For the record, I do agree that ISPs are monopolies (or oligopolies) in many parts of the US and other countries as well. However they are not the only form of monopoly, and I don't understand why you seem to be saying that the statement "Google is a monopoly" is implicitly saying "ISPs are not a monopoly". They're both monopolies, just different kinds -- the geographic argument doesn't make sense for websites for instance (outside of countries that massively censor the internet).


> The problem is that Google is without question a monopoly

Is it? I mean, sure, far more people use Google than, say, Bing or DuckDuckGo. But there's nothing actually stopping them from using those alternatives, other than the fact that they're not as good.


Lack of users is stopping Google's customers from using those alternatives. Users themselves (or people) are not the customers.


That's obviously correct, but it seems weird to use a different metric for market share and lock-in. If you define Google's customers as ad buyers, then they're very much not a monopoly, have way less than 91% market share, and their competitiors don't have a lack of users.

If they have a monopoly on search because of their share of searches, then surely the relevant lock-in would be how easily users of search can move to competitors?


Think about it this way: there are plenty of products and services that you can't advertise anywhere else but on google search, so Google has a monopoly on that. This monopoly exists because of Google's abusive practices to prevent competition from entering the market it wants to own.


> I think that there is a valid argument that it needs to be regulated and be forced to be impartial in the results shown

I agree that regulation might be useful here, and impartial search results are a good goal. But linking fees go against that. If newspaper A wants a fee from google for showing its links but newspaper B doesn't, it would be unfair to the entire market to force google to include both A and B equally. If A and B agree to charge google the same fee, that sounds a lot like a cartel doing price fixing, which is already illegal. The government could set a fixed price google has to pay, but at that point we have given up on finding a free market solution, so that's a last resort that isn't nessesary yet.

It's fine that people can demand money for links, but I don't see any scenario where this would happen in reality.


>The fact that they show people's content without giving them page views (in a world where page views are how you get significant amounts of money, not to mention subscription opportunities) is a conscious decision to implement a feature that arguably impacts revenue

Think about how grossly afflicted with clickbait the news ecosystem is today, and then imagine how much worse it could get if Google were legally prevented from even attaching a blurb to the links that it shows users.

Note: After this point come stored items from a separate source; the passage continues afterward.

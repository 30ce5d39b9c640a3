//! Per-tick pitch and volume computation.
//!
//! Runs over every slot of an instrument's [`MidiMap`] and writes the key
//! code, key fraction, key-on and carrier total level registers.
//!
//! Pitch is carried in 1/64 semitone units and split into (octave, note
//! code, key fraction) with Euclidean division, so carries between the three
//! radix levels are always normalized.

use log::trace;

use crate::allocator::{MidiMap, NoteState};
use crate::opm::OPERATORS;
use crate::registers::RegisterBus;

/// Note number subtracted before decomposition. Together with the 4 MHz
/// chip clock this puts note 69 at roughly 440 Hz.
pub const NOTE_OFFSET: i32 = 15;

/// Key fraction steps per semitone.
pub const KF_PER_SEMITONE: i32 = 64;

/// Chip note code for each semitone of the octave, starting at C#.
pub const YM2151_NOTE: [u8; 12] = [0, 1, 2, 4, 5, 6, 8, 9, 10, 12, 13, 14];

/// Which operators (register order M1, M2, C1, C2) are carriers for each
/// connection.
pub const IS_VOL_SET: [[bool; OPERATORS]; 8] = [
    [false, false, false, true],
    [false, false, false, true],
    [false, false, false, true],
    [false, false, false, true],
    [false, false, true, true],
    [false, true, true, true],
    [false, true, true, true],
    [true, true, true, true],
];

/// Linear volume (0..127) to total level attenuation, roughly
/// `-40 * log10(v / 127) / 0.75`.
pub const VOL_TABLE: [u8; 128] = [
    127, 109, 99, 91, 85, 81, 76, 73, 70, 67, 65, 62, 60, 58, 57, 55, //
    53, 52, 50, 49, 48, 46, 45, 44, 43, 42, 41, 40, 39, 38, 37, 37, //
    36, 35, 34, 34, 33, 32, 31, 31, 30, 30, 29, 28, 28, 27, 27, 26, //
    25, 25, 24, 24, 23, 23, 22, 22, 22, 21, 21, 20, 20, 19, 19, 18, //
    18, 18, 17, 17, 16, 16, 16, 15, 15, 15, 14, 14, 14, 13, 13, 13, //
    12, 12, 12, 11, 11, 11, 10, 10, 10, 10, 9, 9, 9, 8, 8, 8, //
    8, 7, 7, 7, 7, 6, 6, 6, 5, 5, 5, 5, 5, 4, 4, 4, //
    4, 3, 3, 3, 3, 2, 2, 2, 2, 2, 1, 1, 1, 1, 0, 0,
];

/// Attenuation written for an operator that receives no computed volume.
pub const SILENT_LEVEL: u8 = 127;

/// Decomposed pitch ready for registers 0x28 and 0x30.
#[derive(Clone, Copy, Debug, PartialEq, Eq)]
pub struct KeyCode {
    /// Octave, 0..=7.
    pub octave: u8,
    /// Chip note code from [`YM2151_NOTE`].
    pub note: u8,
    /// Key fraction, 0..64.
    pub fraction: u8,
}

impl KeyCode {
    /// Register 0x28 value.
    pub fn kc(&self) -> u8 {
        self.octave << 4 | self.note
    }

    /// Register 0x30 value.
    pub fn kf(&self) -> u8 {
        self.fraction << 2
    }
}

/// Split a pitch in 1/64 semitone units into chip key code fields. The
/// octave saturates at 0 and 7.
pub fn decompose(units: i32) -> KeyCode {
    let fraction = units.rem_euclid(KF_PER_SEMITONE);
    let semitones = units.div_euclid(KF_PER_SEMITONE);
    let scale = semitones.rem_euclid(12);
    let octave = semitones.div_euclid(12).clamp(0, 7);
    KeyCode {
        octave: octave as u8,
        note: YM2151_NOTE[scale as usize],
        fraction: fraction as u8,
    }
}

/// Pitch bend offset in 1/64 semitone units.
pub fn bend_units(bend: i16, sense_semitones: u8, sense_cents: u8) -> i32 {
    let bend = bend as i32;
    let coarse = sense_semitones as i32 * KF_PER_SEMITONE * bend / 8192;
    let fine = sense_cents as i32 * KF_PER_SEMITONE * bend / (100 * 8192);
    coarse + fine
}

/// Remaining portamento offset in 1/64 semitone units.
///
/// The glide starts at the distance between the previous and the new note and
/// shrinks linearly by `rate * step / 256` until it reaches zero.
pub fn portamento_units(from: u8, to: u8, rate: u32, step: u32) -> i32 {
    let span = (from as i32 - to as i32) * KF_PER_SEMITONE;
    let travelled = (rate as u64 * step as u64 / 256).min(i32::MAX as u64) as i32;
    if span > 0 {
        (span - travelled).max(0)
    } else {
        (span + travelled).min(0)
    }
}

/// Total pitch of slot `s` in 1/64 semitone units.
pub fn pitch_units(map: &MidiMap, s: usize) -> i32 {
    let slot = &map.slots[s];
    let mut units = (slot.note as i32 - NOTE_OFFSET).max(0) * KF_PER_SEMITONE;
    units += map.transpose as i32 * 12 * KF_PER_SEMITONE;
    units += map.detune as i32;
    units += bend_units(map.bend, map.bend_sense_m, map.bend_sense_l);
    if let (Some(rate), Some(from)) = (map.portamento_rate(), slot.glide_from) {
        units += portamento_units(from, slot.note, rate, slot.step);
    }
    units
}

/// Velocity scaled into the upper half of the range; 0 stays silent.
pub fn velocity_term(velocity: u8) -> u32 {
    if velocity == 0 {
        0
    } else {
        velocity as u32 / 2 + 63
    }
}

/// Linear volume (0..=127) of a carrier before the attenuation table.
pub fn linear_volume(
    master_volume: u8,
    expression: u8,
    velocity: u8,
    total_level: u8,
    system_volume: u8,
) -> u8 {
    let vol = master_volume as u32 * expression as u32 * velocity_term(velocity) * total_level as u32
        / 127
        / 127
        / 127;
    let vol = vol * system_volume as u32 / 127;
    num_traits::clamp(vol, 0, 127) as u8
}

/// Attenuation for every operator of slot `s`. Non-carriers get
/// [`SILENT_LEVEL`]: they never take part in volume scaling.
pub fn operator_levels(map: &MidiMap, s: usize, system_volume: u8) -> [u8; OPERATORS] {
    let carriers = IS_VOL_SET[(map.algorithm & 7) as usize];
    let velocity = map.slots[s].velocity;
    std::array::from_fn(|op| {
        if carriers[op] {
            let vol = linear_volume(
                map.master_volume,
                map.expression,
                velocity,
                map.total_level[op],
                system_volume,
            );
            VOL_TABLE[vol as usize]
        } else {
            SILENT_LEVEL
        }
    })
}

/// Advance every slot one tick and write pitch and key-on registers.
pub fn freq_write(map: &mut MidiMap, bus: &mut impl RegisterBus) {
    for s in 0..map.note_count {
        let ch = (map.base_voice + s) as u8;
        map.slots[s].step = map.slots[s].step.saturating_add(1);
        let key = decompose(pitch_units(map, s));

        let slot = &mut map.slots[s];
        let keyed = match slot.state {
            NoteState::Pressed => {
                // Key off first so the envelope restarts.
                bus.write(0x08, ch);
                slot.state = NoteState::Sounding;
                true
            }
            NoteState::Sounding => true,
            NoteState::Released if map.hold => true,
            NoteState::Released | NoteState::Idle => {
                slot.state = NoteState::Idle;
                false
            }
        };

        bus.write(0x28 + ch, key.kc());
        bus.write(0x30 + ch, key.kf());
        let mask = if keyed { (map.slot_mask & 0x0F) << 3 } else { 0 };
        bus.write(0x08, mask | ch);
        trace!(
            "SYNTH: ch={} kc={:#04x} kf={} keyed={}",
            ch,
            key.kc(),
            key.fraction,
            keyed
        );
    }
}

/// Write carrier total levels for every slot.
pub fn volume_write(map: &MidiMap, system_volume: u8, bus: &mut impl RegisterBus) {
    let carriers = IS_VOL_SET[(map.algorithm & 7) as usize];
    for s in 0..map.note_count {
        let ch = (map.base_voice + s) as u8;
        let levels = operator_levels(map, s, system_volume);
        for op in (0..OPERATORS).filter(|&op| carriers[op]) {
            bus.write(0x60 + ch + op as u8 * 8, levels[op]);
        }
    }
}
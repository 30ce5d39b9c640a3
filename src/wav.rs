//! WAV output for rendered PCM, with trailing silence detection.

use std::io::{Cursor, Seek, Write};
use std::path::Path;

use anyhow::{anyhow, Context, Result};
use hound::{WavSpec, WavWriter};

use crate::mixer::OutputFormat;

fn spec(format: OutputFormat, sample_rate: u32) -> WavSpec {
    WavSpec {
        channels: format.channels(),
        sample_rate,
        bits_per_sample: format.bits(),
        sample_format: hound::SampleFormat::Int,
    }
}

/// Write PCM bytes in `format` as samples. Returns the largest absolute
/// sample seen, scaled to 16 bits.
fn write_pcm<W: Write + Seek>(
    writer: &mut WavWriter<W>,
    format: OutputFormat,
    bytes: &[u8],
) -> Result<i32> {
    let mut peak = 0i32;
    match format.bits() {
        16 => {
            for pair in bytes.chunks_exact(2) {
                let sample = i16::from_le_bytes([pair[0], pair[1]]);
                writer
                    .write_sample(sample)
                    .map_err(|e| anyhow!("Failed to write WAV sample: {}", e))?;
                peak = peak.max((sample as i32).abs());
            }
        }
        _ => {
            for &byte in bytes {
                // hound takes signed 8-bit and stores it offset by 128.
                let sample = (byte as i16 - 128) as i8;
                writer
                    .write_sample(sample)
                    .map_err(|e| anyhow!("Failed to write WAV sample: {}", e))?;
                peak = peak.max((sample as i32).abs() << 8);
            }
        }
    }
    Ok(peak)
}

/// WAV file writer with silence detection.
pub struct WavOutput {
    writer: Option<WavWriter<std::io::BufWriter<std::fs::File>>>,
    format: OutputFormat,
    sample_rate: u32,
    silent_frames: usize,
    silence_threshold_frames: usize,
    silence_amplitude: i32,
}

impl WavOutput {
    /// Create a new WAV file.
    ///
    /// # Arguments
    /// * `path` - Output file
    /// * `sample_rate` - Sample rate in Hz
    /// * `format` - Layout of the PCM passed to [`WavOutput::write_pcm`]
    /// * `silence_duration_us` - Quiet time after which writes report silence
    pub fn create(
        path: &Path,
        sample_rate: u32,
        format: OutputFormat,
        silence_duration_us: u32,
    ) -> Result<Self> {
        let writer = WavWriter::create(path, spec(format, sample_rate))
            .with_context(|| format!("Failed to create WAV file '{}'", path.display()))?;

        let silence_threshold_frames =
            ((silence_duration_us as u64 * sample_rate as u64) / 1_000_000) as usize;

        Ok(Self {
            writer: Some(writer),
            format,
            sample_rate,
            silent_frames: 0,
            silence_threshold_frames,
            // One 8-bit step, so 8-bit output can still go quiet.
            silence_amplitude: 256,
        })
    }

    /// Append PCM bytes.
    ///
    /// Returns `true` once the output has been quiet for the silence
    /// duration.
    pub fn write_pcm(&mut self, bytes: &[u8]) -> Result<bool> {
        let writer = self
            .writer
            .as_mut()
            .ok_or_else(|| anyhow!("WAV writer is closed"))?;

        let frame_len = self.format.bytes_per_frame();
        for frame in bytes.chunks_exact(frame_len) {
            let peak = write_pcm(writer, self.format, frame)?;
            if peak <= self.silence_amplitude {
                self.silent_frames += 1;
            } else {
                self.silent_frames = 0;
            }
        }
        Ok(self.silent_frames >= self.silence_threshold_frames)
    }

    /// Finalize and close the file.
    pub fn finalize(mut self) -> Result<()> {
        if let Some(writer) = self.writer.take() {
            writer
                .finalize()
                .map_err(|e| anyhow!("Failed to finalize WAV file: {}", e))?;
        }
        Ok(())
    }

    /// Sample rate.
    pub fn sample_rate(&self) -> u32 {
        self.sample_rate
    }

    /// Quiet frames needed before silence is reported.
    pub fn silence_threshold_frames(&self) -> usize {
        self.silence_threshold_frames
    }

    /// Consecutive quiet frames written so far.
    pub fn silent_frames(&self) -> usize {
        self.silent_frames
    }
}

impl Drop for WavOutput {
    fn drop(&mut self) {
        if let Some(writer) = self.writer.take() {
            let _ = writer.finalize();
        }
    }
}

/// Wrap PCM bytes in an in-memory WAV file.
pub fn wav_bytes(format: OutputFormat, sample_rate: u32, pcm: &[u8]) -> Result<Vec<u8>> {
    let mut wav = Vec::new();
    let mut cursor = Cursor::new(&mut wav);
    let mut writer = WavWriter::new(&mut cursor, spec(format, sample_rate))
        .map_err(|e| anyhow!("Failed to start WAV stream: {}", e))?;
    write_pcm(&mut writer, format, pcm)?;
    writer
        .finalize()
        .map_err(|e| anyhow!("Failed to finalize WAV stream: {}", e))?;
    Ok(wav)
}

How do you judge impartial objectively? You can't even handle fake news without it being a cudgel for censors denying reality. Pure stats won't work and as seen with the moderation problem with Facebook not advocating their partisan view sets off their persecution complex.

Also by previewing they prevent load as well and boost relevance. That favors real data instead of SEO page caching garbage that tries to get matched to every common keyword. You do not have a right to a business model, much less it being unchanged by time.


> The fact that they show people's content without giving them page views

Are you talking about AMP?


mobile Q&A results slide-down-widget thingy is the most egregious imho


ooh the widget content. wow that’s huge, most google results have some kind of widget content be it q&a results or images or even key excerpts. never really thought that it’s reducing a lot of page views but with enough of those little widgets it probably adds up. If you’re getting what you’re looking for right on the results page then why click on a link?


the real problem is that newspapers have no idea how to monetise themselves in the age of the internet, with its near-free content duplication.


I don't disagree that newspapers are generally garbage, but that isn't the point I was making.